Jean Baptiste Lallemand (1716-1803) shows himself working, with his wife
and daughter in a studio which also doubles as a living room. Lallemand is
seated at a drawing desk surrounded by busts, plaster casts of ancient
sculpture, drawings and books. The emphasis on domesticity as well as studio
practice is unusual in the genre.[3]
Sometimes an artist pushes his family to the foreground while retreating into
the shadows, as in Louis Gauffier’s (1762-1801) Self-Portrait with his Wife
and Two Children of c. 1793. Originally settled in Rome, Gauffier took his
family to flight to Florence following popular unrest with the death of Louis
XVI. In his painting the artist sketches a fallen pillar in the Roman compagna while
his wife Pauline has put aside her own sketchbook. Pauline was actually an artist
and may have painted the portrait of her husband in this melange of art, family
and Roman antiquarianism.
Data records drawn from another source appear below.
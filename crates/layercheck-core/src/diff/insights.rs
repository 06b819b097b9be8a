use super::model::{ComparisonSummary, Insight, LayerChange, LayerPresence, PropertyChange};
use crate::config::InsightThresholds;
use crate::snapshot::{CategoryTier, LayerCategory};

const STRUCTURE_KEYWORDS: &[&str] = &["STAIR", "LIFT", "ROOM"];

/// Derive compliance insights in a fixed order: per-layer critical-tier
/// area changes (by layer name), net area, setbacks, new structures,
/// critical count, then the overall verdict.
pub fn generate_insights(
    added: &[LayerPresence],
    removed: &[LayerPresence],
    modified: &[LayerChange],
    property_changes: &[PropertyChange],
    summary: &ComparisonSummary,
    t: &InsightThresholds,
) -> Vec<Insight> {
    let mut insights = Vec::new();

    for change in modified.iter().filter(|c| c.category.tier() == CategoryTier::Critical) {
        if change.area_pct_delta > t.critical_pct {
            insights.push(Insight::CriticalAreaIncrease {
                layer_name: change.layer_name.clone(),
                pct: change.area_pct_delta,
            });
        } else if change.area_pct_delta < -t.critical_pct {
            insights.push(Insight::CriticalAreaDecrease {
                layer_name: change.layer_name.clone(),
                pct: change.area_pct_delta,
            });
        }
    }

    let net_area = modified.iter().map(|c| c.area_delta).sum::<f64>() + added.iter().map(|p| p.snapshot.area).sum::<f64>()
        - removed.iter().map(|p| p.snapshot.area).sum::<f64>();
    if net_area > t.net_area {
        insights.push(Insight::NetAreaIncrease { area: net_area });
    } else if net_area < -t.net_area {
        insights.push(Insight::NetAreaDecrease { area: net_area });
    }

    let shifted = modified
        .iter()
        .filter(|c| c.category == LayerCategory::Setback && c.centroid_shift_distance > t.setback_shift)
        .count();
    if shifted > 0 {
        insights.push(Insight::SetbacksShifted { count: shifted });
    }

    let structures = added
        .iter()
        .filter(|p| {
            let upper = p.layer_name.to_uppercase();
            STRUCTURE_KEYWORDS.iter().any(|k| upper.contains(k))
        })
        .count();
    if structures > 0 {
        insights.push(Insight::StructuresAdded { count: structures });
    }

    if summary.critical_changes > 0 {
        insights.push(Insight::CriticalChanges {
            count: summary.critical_changes,
        });
    }

    if added.is_empty() && removed.is_empty() && modified.is_empty() && property_changes.is_empty() {
        insights.push(Insight::NoChanges);
    } else if summary.critical_changes == 0 && summary.high_changes == 0 {
        insights.push(Insight::MinorChangesOnly);
    }

    insights
}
The next
subdivision of the self-portrait genre is the type where the artist shows him
or herself next to other painters, as in James Barry’s Self-Portrait with James
Paine and Dominique Lefvre of 1767. Barry painted this ensemble
self-portrait after he had arrived in Rome in October 1766. Paine- furthest
from the viewer- was a sculptor while Lefvre was a painter, a pupil of the arch
French classicist Joseph Marie Vien. Both Paine and Lefevre are shown painting
the celebrated Vatican fragment, the Belvedere
Torso while Barry identifies himself as a “defiantly, Romantic youthful
genius.”[4] In
contrast, the Edinburgh painter James More shows himself at work out in nature with
brushes, palette and holding a small canvas. More was resident in Rome by 1773
and was admired by Canova in Rome and Reynolds in England, while he rivalled
another artist friend of Goethe, Jacob Philpp Hackert as a landscape artist. Another
artist praised by Reynolds was Angelica Kauffmann who painted her self-portrait
four years after More’s. In this beautifully elegant portrayal of herself, the
artist may be adhering to Reynold’s stipulation that a truly noble female
portrait should have the sitter dressed in “something with the general air of
the antique for the sake of dignity.”
Jean-Baptiste
Lallemand, The Painter's Studio, c. 1780, Museé des Beaux-Arts, Dijon, oil on
canvas, 33.1 x 41.5 cms.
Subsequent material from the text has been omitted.